- **Task requirements**: Whenever the string "InstallDeps" appears in a line below, please copy the line out.
[Source records Boundary: Start]
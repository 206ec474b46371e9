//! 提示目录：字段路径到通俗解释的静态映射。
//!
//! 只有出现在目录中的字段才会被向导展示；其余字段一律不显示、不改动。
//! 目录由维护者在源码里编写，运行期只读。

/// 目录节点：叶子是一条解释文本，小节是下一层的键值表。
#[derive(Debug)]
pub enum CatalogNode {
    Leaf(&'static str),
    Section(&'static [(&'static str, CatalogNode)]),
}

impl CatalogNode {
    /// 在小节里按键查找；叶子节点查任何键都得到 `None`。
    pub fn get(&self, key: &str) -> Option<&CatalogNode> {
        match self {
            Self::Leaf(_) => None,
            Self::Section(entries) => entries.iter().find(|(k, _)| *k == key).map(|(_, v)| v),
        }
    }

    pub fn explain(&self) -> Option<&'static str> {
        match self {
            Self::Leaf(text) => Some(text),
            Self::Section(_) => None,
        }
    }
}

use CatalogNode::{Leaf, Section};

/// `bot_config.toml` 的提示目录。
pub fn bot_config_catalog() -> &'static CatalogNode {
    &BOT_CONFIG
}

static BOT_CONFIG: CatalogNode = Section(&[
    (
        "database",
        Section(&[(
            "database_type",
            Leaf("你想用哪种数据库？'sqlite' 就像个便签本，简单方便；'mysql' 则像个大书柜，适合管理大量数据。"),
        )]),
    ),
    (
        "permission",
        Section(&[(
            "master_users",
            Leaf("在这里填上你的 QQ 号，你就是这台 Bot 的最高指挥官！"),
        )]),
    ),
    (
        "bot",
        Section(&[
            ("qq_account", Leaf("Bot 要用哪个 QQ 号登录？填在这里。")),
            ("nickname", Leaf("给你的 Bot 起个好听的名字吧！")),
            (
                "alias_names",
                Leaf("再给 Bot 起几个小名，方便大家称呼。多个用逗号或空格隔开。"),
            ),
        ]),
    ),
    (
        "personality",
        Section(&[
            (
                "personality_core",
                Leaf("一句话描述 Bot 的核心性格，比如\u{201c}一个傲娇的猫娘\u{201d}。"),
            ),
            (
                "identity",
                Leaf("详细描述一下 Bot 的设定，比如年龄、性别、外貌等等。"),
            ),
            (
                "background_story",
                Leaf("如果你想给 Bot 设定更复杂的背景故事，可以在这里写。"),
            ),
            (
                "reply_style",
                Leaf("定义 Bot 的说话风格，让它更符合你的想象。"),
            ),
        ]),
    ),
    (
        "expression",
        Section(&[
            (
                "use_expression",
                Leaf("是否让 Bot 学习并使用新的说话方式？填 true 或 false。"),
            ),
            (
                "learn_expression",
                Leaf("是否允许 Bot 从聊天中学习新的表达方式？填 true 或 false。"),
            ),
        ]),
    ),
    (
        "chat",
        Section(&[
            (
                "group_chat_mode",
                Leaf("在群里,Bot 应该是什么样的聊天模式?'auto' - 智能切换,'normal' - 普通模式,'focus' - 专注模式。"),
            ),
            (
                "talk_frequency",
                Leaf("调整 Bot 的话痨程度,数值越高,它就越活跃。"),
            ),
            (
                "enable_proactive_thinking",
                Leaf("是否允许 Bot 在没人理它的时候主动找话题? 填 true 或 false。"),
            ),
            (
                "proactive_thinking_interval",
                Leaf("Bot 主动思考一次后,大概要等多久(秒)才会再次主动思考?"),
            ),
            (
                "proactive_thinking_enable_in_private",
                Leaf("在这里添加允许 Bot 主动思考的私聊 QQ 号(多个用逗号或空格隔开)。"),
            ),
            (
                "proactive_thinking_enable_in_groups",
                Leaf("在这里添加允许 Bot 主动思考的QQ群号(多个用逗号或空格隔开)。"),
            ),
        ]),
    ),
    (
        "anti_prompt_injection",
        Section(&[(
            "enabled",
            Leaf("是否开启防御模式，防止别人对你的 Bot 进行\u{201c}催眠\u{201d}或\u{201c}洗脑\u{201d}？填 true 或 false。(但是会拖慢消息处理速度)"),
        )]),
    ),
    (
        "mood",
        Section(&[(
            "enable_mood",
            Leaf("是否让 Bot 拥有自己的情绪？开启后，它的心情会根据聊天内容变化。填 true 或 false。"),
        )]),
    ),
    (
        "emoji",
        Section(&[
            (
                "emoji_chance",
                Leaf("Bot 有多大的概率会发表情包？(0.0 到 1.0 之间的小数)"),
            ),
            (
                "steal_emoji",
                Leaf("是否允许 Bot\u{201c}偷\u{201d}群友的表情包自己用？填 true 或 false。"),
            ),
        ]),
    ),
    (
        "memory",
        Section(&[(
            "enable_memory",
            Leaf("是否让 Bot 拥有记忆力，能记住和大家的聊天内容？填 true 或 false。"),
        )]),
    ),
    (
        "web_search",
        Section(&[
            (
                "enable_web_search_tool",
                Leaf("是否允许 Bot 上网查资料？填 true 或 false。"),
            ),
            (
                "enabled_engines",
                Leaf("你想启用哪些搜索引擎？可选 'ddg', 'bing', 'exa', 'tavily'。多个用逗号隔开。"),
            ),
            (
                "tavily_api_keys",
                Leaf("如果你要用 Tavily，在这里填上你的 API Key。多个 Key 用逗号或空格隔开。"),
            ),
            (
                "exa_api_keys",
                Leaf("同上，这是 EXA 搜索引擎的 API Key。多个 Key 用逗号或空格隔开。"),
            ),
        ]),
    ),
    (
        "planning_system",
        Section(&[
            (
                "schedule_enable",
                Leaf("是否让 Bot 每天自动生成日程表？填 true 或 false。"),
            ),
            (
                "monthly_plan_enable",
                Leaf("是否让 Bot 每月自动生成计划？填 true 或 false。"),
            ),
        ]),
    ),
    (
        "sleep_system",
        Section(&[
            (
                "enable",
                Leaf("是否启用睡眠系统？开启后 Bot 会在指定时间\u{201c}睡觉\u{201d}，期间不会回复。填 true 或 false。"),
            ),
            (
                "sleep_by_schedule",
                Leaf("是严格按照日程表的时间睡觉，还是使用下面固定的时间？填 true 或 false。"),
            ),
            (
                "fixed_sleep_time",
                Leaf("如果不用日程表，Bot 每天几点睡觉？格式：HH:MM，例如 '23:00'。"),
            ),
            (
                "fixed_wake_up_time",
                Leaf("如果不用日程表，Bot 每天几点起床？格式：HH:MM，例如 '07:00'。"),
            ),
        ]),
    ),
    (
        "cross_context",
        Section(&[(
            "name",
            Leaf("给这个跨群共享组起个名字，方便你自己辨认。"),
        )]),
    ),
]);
[Source records Boundary: End]
[Source records Boundary: Start]
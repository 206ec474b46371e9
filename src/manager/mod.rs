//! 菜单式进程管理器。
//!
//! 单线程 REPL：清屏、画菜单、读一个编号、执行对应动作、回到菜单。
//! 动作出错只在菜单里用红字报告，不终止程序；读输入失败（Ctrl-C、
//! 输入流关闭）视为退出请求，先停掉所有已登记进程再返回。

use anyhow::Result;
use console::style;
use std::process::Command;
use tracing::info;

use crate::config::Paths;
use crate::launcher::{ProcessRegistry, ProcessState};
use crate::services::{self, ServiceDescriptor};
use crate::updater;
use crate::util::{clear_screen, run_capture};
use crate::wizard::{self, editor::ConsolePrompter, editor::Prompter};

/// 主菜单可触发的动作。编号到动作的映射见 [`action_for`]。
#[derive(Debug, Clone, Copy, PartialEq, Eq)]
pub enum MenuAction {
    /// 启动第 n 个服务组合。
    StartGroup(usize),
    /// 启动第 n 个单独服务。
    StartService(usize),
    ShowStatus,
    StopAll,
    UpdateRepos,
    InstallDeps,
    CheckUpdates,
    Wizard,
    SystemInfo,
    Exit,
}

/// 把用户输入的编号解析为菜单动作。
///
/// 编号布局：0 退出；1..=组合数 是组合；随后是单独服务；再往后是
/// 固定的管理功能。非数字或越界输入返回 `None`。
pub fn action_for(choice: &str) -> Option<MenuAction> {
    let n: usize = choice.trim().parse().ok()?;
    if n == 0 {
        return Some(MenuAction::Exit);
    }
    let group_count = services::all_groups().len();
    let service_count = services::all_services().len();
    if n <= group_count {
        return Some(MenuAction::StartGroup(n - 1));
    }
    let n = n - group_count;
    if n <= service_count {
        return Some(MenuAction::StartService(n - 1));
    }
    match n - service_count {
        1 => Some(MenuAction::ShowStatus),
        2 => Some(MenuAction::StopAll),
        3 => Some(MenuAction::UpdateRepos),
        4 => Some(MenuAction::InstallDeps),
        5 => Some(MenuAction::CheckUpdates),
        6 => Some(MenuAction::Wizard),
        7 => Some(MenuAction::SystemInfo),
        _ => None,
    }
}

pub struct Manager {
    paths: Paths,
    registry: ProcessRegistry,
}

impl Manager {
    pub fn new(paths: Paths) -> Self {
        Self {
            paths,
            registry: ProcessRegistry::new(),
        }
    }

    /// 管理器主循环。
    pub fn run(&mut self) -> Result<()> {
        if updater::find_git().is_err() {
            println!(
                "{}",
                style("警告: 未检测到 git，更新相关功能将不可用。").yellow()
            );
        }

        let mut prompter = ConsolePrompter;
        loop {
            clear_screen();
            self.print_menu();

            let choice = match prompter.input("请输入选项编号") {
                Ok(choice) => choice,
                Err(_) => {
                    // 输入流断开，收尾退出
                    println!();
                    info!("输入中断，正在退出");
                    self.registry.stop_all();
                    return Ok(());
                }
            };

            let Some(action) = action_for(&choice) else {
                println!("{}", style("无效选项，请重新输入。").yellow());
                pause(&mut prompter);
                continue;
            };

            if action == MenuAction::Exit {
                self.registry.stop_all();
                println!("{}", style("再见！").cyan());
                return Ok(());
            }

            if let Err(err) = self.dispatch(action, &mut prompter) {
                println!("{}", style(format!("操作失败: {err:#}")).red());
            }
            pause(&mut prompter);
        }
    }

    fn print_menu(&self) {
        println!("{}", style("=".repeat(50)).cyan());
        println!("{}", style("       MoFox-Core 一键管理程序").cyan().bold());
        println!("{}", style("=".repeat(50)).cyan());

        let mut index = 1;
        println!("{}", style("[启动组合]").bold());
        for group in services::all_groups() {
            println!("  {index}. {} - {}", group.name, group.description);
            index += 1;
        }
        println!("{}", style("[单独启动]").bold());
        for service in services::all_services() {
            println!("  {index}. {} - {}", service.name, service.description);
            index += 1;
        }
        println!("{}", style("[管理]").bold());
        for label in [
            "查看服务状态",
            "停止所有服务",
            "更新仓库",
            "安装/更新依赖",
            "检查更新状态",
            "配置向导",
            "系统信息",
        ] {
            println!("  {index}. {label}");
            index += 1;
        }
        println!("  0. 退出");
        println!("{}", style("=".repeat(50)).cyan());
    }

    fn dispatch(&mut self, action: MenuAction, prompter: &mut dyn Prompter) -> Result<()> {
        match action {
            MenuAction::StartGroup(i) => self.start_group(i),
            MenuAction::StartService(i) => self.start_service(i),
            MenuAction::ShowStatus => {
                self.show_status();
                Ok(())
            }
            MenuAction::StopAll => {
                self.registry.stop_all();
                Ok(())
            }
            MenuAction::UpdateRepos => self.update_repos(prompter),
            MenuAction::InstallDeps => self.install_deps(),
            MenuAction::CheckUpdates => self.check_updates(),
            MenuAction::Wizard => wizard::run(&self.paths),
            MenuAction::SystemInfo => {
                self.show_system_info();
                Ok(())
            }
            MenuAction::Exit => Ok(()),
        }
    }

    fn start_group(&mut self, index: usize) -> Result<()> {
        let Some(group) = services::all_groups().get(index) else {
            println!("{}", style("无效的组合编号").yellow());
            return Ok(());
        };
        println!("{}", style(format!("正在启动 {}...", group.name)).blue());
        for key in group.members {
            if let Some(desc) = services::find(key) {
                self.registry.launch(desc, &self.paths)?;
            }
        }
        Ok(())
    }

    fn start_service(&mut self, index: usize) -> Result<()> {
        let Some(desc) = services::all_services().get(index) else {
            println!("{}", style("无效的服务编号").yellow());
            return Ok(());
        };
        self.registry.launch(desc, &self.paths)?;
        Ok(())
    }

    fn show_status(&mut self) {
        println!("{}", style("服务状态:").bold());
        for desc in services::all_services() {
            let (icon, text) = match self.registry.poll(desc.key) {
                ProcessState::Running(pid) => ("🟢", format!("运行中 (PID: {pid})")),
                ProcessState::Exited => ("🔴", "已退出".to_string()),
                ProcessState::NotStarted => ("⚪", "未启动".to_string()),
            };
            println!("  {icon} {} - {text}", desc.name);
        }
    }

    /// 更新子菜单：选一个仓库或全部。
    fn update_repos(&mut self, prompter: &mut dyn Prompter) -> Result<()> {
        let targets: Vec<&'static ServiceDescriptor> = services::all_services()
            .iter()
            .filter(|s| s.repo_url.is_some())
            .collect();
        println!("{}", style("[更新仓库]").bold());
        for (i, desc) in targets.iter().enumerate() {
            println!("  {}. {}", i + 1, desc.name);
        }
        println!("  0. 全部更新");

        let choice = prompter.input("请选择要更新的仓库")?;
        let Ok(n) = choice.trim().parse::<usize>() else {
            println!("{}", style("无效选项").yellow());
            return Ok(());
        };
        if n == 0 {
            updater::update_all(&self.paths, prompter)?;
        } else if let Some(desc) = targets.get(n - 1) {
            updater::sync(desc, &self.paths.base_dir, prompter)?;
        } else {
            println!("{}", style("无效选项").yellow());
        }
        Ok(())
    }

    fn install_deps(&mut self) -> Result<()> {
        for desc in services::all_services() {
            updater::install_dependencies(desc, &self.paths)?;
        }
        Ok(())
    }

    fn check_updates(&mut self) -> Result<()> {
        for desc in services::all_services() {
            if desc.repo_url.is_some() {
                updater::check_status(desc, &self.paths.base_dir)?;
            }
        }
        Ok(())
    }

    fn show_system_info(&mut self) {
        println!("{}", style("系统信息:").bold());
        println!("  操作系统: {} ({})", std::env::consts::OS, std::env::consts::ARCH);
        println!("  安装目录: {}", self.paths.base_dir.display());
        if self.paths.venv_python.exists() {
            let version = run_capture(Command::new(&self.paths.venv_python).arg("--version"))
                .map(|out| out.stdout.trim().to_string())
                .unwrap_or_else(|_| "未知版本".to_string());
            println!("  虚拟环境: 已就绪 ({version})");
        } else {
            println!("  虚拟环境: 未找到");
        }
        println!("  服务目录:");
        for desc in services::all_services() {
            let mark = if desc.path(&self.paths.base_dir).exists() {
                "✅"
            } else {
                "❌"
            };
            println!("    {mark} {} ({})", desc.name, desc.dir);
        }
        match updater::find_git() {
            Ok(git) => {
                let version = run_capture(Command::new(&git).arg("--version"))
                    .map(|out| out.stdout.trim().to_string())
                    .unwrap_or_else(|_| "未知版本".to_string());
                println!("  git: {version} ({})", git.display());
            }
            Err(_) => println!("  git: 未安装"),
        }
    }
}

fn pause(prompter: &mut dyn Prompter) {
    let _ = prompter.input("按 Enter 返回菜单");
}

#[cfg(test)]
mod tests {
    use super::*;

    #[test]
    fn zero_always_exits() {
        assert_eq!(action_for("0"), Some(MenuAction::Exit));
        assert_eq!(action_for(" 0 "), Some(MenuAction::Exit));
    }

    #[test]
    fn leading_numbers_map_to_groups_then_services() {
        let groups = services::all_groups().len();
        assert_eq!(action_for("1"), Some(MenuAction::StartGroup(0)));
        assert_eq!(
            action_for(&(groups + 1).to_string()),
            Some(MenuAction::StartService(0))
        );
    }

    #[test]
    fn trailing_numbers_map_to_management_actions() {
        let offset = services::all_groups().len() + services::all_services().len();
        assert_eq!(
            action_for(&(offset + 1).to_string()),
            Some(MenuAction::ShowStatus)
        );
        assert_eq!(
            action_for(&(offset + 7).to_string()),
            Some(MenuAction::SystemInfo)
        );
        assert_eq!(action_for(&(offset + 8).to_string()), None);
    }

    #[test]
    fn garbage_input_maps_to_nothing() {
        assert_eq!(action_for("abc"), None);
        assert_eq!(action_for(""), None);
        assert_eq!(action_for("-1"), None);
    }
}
[Source records Boundary: End]
- **Finished task**:
    InstallDeps,
        4 => Some(MenuAction::InstallDeps),
            MenuAction::InstallDeps => self.install_deps(),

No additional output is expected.